DATA FOR REVIEW>

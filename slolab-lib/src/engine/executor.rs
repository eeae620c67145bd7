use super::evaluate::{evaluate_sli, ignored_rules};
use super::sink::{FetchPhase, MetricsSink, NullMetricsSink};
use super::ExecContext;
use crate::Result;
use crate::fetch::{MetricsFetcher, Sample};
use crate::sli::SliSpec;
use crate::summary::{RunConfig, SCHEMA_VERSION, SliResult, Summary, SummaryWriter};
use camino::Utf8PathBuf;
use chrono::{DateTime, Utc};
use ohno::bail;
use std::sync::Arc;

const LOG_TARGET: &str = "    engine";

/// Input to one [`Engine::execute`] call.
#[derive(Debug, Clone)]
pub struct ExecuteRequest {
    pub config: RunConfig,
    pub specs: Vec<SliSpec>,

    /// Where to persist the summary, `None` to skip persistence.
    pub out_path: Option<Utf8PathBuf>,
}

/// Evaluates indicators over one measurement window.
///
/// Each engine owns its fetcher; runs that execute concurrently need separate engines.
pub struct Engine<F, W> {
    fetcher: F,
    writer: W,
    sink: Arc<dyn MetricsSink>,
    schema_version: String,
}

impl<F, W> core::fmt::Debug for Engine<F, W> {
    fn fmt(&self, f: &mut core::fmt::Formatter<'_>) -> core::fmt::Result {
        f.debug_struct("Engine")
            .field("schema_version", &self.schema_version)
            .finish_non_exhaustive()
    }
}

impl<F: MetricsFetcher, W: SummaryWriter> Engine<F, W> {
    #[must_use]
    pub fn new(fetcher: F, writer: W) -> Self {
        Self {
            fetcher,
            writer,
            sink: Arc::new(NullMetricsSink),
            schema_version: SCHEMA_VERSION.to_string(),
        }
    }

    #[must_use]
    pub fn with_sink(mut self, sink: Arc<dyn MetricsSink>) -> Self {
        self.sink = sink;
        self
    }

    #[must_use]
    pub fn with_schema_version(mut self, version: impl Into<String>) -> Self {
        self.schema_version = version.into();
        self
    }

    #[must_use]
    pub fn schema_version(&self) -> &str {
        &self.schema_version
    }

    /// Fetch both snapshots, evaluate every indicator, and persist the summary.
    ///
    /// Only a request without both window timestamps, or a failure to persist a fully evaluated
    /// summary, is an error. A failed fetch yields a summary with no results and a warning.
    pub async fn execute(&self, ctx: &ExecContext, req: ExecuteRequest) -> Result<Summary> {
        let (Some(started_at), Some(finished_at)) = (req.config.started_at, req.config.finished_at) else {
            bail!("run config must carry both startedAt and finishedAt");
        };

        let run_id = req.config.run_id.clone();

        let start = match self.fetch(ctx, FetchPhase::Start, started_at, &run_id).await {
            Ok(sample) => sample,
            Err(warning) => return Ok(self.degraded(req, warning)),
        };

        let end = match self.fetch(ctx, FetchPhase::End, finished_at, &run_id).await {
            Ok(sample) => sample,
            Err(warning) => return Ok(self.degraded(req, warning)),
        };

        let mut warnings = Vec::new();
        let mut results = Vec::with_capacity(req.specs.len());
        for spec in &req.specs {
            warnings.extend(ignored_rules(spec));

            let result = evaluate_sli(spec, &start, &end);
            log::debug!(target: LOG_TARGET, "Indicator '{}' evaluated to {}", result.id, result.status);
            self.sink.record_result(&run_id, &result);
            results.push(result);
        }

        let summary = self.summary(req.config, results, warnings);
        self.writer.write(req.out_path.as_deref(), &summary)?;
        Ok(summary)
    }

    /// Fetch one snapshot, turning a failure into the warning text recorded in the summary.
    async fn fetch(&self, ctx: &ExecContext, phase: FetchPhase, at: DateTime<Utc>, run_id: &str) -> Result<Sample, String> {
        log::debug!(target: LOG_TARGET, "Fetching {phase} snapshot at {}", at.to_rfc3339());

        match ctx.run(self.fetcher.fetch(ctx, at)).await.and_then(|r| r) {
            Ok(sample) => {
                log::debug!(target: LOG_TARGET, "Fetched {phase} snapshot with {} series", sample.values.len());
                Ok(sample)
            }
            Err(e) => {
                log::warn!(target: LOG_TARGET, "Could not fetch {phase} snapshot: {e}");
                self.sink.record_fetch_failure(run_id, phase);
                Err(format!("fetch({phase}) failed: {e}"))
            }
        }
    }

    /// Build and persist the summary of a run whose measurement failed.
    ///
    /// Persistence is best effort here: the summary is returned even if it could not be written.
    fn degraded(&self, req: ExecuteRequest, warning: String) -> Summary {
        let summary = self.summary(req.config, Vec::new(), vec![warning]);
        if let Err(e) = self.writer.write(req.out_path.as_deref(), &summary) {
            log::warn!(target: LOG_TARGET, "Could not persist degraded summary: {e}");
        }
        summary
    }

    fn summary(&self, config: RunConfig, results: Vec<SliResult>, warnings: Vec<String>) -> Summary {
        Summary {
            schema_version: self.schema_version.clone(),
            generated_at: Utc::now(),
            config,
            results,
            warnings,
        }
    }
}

TASK> Only lines holding the word "specs" are wanted here; copy each from the listing.

RESULT>
    pub specs: Vec<SliSpec>,
        let mut results = Vec::with_capacity(req.specs.len());
        for spec in &req.specs {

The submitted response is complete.